WHAT TO WORK ON —
Go through the entries below and collect each line with the string "fire" in it.

[TASK MATERIAL Boundary: Start]

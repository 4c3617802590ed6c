//! Trigger expressions and next-fire computation.
//!
//! A trigger is either a cron expression evaluated in a timezone or a fixed
//! interval. Accepted forms:
//!
//! - 5-field cron `minute hour day month weekday` (seconds fixed at 0)
//! - 6/7-field cron with a leading seconds field (and optional year)
//! - shortcuts `@yearly`, `@annually`, `@monthly`, `@weekly`, `@daily`,
//!   `@midnight`, `@hourly`
//! - intervals `@every 30s`, `@every 5m`, `@every 1h30m`, `@every 2d`
//!
//! Parsing happens once, at construction, so a malformed expression is
//! reported to whoever registers the job rather than to the trigger loop.

use chrono::{DateTime, Utc};
use chrono_tz::Tz;
use std::fmt;
use std::str::FromStr;
use std::time::Duration;
use thiserror::Error;

/// Errors produced while parsing a trigger expression.
#[derive(Debug, Error)]
pub enum TriggerError {
    /// Invalid cron expression.
    #[error("invalid cron expression '{expression}': {reason}")]
    InvalidCron { expression: String, reason: String },

    /// Invalid interval expression.
    #[error("invalid interval '{0}'")]
    InvalidInterval(String),

    /// Unknown timezone name.
    #[error("invalid timezone: {0}")]
    InvalidTimezone(String),
}

/// A parsed, validated trigger.
#[derive(Clone)]
pub struct Trigger {
    expression: String,
    timezone: Tz,
    kind: TriggerKind,
}

#[derive(Clone)]
enum TriggerKind {
    Cron(Box<cron::Schedule>),
    Interval(Duration),
}

impl Trigger {
    /// Parse an expression evaluated in UTC.
    pub fn parse(expression: &str) -> Result<Self, TriggerError> {
        Self::build(expression, Tz::UTC)
    }

    /// Parse an expression evaluated in the named IANA timezone.
    pub fn with_timezone(expression: &str, timezone: &str) -> Result<Self, TriggerError> {
        let tz = timezone
            .parse::<Tz>()
            .map_err(|_| TriggerError::InvalidTimezone(timezone.to_string()))?;
        Self::build(expression, tz)
    }

    /// Fixed-interval trigger.
    pub fn every(interval: Duration) -> Result<Self, TriggerError> {
        if interval.is_zero() {
            return Err(TriggerError::InvalidInterval("0s".to_string()));
        }
        let expression = if interval.subsec_millis() == 0 {
            format!("@every {}s", interval.as_secs())
        } else {
            format!("@every {}ms", interval.as_millis())
        };
        Ok(Self {
            expression,
            timezone: Tz::UTC,
            kind: TriggerKind::Interval(interval),
        })
    }

    fn build(expression: &str, timezone: Tz) -> Result<Self, TriggerError> {
        let trimmed = expression.trim();
        let kind = match trimmed.strip_prefix('@') {
            Some(shortcut) => parse_shortcut(trimmed, shortcut)?,
            None => parse_cron(trimmed)?,
        };
        Ok(Self {
            expression: trimmed.to_string(),
            timezone,
            kind,
        })
    }

    /// The expression as written at registration.
    pub fn expression(&self) -> &str {
        &self.expression
    }

    /// Timezone cron fields are evaluated in.
    pub fn timezone(&self) -> Tz {
        self.timezone
    }

    /// Interval length, for interval triggers.
    pub fn interval(&self) -> Option<Duration> {
        match &self.kind {
            TriggerKind::Interval(d) => Some(*d),
            TriggerKind::Cron(_) => None,
        }
    }

    /// First fire time strictly after `after`, or `None` when the expression
    /// has no further occurrences.
    pub fn next_after(&self, after: DateTime<Utc>) -> Option<DateTime<Utc>> {
        match &self.kind {
            TriggerKind::Cron(schedule) => schedule
                .after(&after.with_timezone(&self.timezone))
                .next()
                .map(|dt| dt.with_timezone(&Utc)),
            TriggerKind::Interval(d) => {
                let step = chrono::Duration::from_std(*d).ok()?;
                after.checked_add_signed(step)
            }
        }
    }

    /// Number of fire times in `(from, to]`, capped at `cap`.
    pub fn occurrences_between(
        &self,
        from: DateTime<Utc>,
        to: DateTime<Utc>,
        cap: usize,
    ) -> usize {
        let mut count = 0;
        let mut cursor = from;
        while count < cap {
            match self.next_after(cursor) {
                Some(next) if next <= to => {
                    count += 1;
                    cursor = next;
                }
                _ => break,
            }
        }
        count
    }
}

impl FromStr for Trigger {
    type Err = TriggerError;

    fn from_str(s: &str) -> Result<Self, Self::Err> {
        Self::parse(s)
    }
}

impl fmt::Debug for Trigger {
    fn fmt(&self, f: &mut fmt::Formatter<'_>) -> fmt::Result {
        f.debug_struct("Trigger")
            .field("expression", &self.expression)
            .field("timezone", &self.timezone.name())
            .finish()
    }
}

impl fmt::Display for Trigger {
    fn fmt(&self, f: &mut fmt::Formatter<'_>) -> fmt::Result {
        if self.timezone == Tz::UTC {
            f.write_str(&self.expression)
        } else {
            write!(f, "{} ({})", self.expression, self.timezone.name())
        }
    }
}

fn parse_shortcut(expression: &str, shortcut: &str) -> Result<TriggerKind, TriggerError> {
    let lowered = shortcut.to_ascii_lowercase();
    let cron = match lowered.as_str() {
        "yearly" | "annually" => "0 0 1 1 *",
        "monthly" => "0 0 1 * *",
        "weekly" => "0 0 * * SUN",
        "daily" | "midnight" => "0 0 * * *",
        "hourly" => "0 * * * *",
        other => {
            return match other.strip_prefix("every") {
                Some(rest) if rest.starts_with(char::is_whitespace) => {
                    parse_interval(rest.trim()).map(TriggerKind::Interval)
                }
                _ => Err(TriggerError::InvalidCron {
                    expression: expression.to_string(),
                    reason: "unknown shortcut".to_string(),
                }),
            };
        }
    };
    parse_cron(cron)
}

fn parse_cron(expression: &str) -> Result<TriggerKind, TriggerError> {
    let field_count = expression.split_whitespace().count();
    let normalized = match field_count {
        5 => format!("0 {expression}"),
        6 | 7 => expression.to_string(),
        n => {
            return Err(TriggerError::InvalidCron {
                expression: expression.to_string(),
                reason: format!("expected 5 to 7 fields, got {n}"),
            });
        }
    };

    cron::Schedule::from_str(&normalized)
        .map(|s| TriggerKind::Cron(Box::new(s)))
        .map_err(|e| TriggerError::InvalidCron {
            expression: expression.to_string(),
            reason: e.to_string(),
        })
}

/// Parse `90s`, `5m`, `1h30m`, `2d` into a duration.
fn parse_interval(text: &str) -> Result<Duration, TriggerError> {
    let invalid = || TriggerError::InvalidInterval(text.to_string());

    let mut total: u64 = 0;
    let mut digits = String::new();
    for c in text.chars() {
        if c.is_ascii_digit() {
            digits.push(c);
            continue;
        }
        let unit = match c {
            's' => 1,
            'm' => 60,
            'h' => 3_600,
            'd' => 86_400,
            _ => return Err(invalid()),
        };
        let amount: u64 = digits.parse().map_err(|_| invalid())?;
        digits.clear();
        total = amount
            .checked_mul(unit)
            .and_then(|secs| total.checked_add(secs))
            .ok_or_else(invalid)?;
    }

    if !digits.is_empty() || total == 0 {
        return Err(invalid());
    }
    Ok(Duration::from_secs(total))
}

[TASK MATERIAL Boundary: End]

RESULT OF THE TASK —
//! Trigger expressions and next-fire computation.
    /// First fire time strictly after `after`, or `None` when the expression
    /// Number of fire times in `(from, to]`, capped at `cap`.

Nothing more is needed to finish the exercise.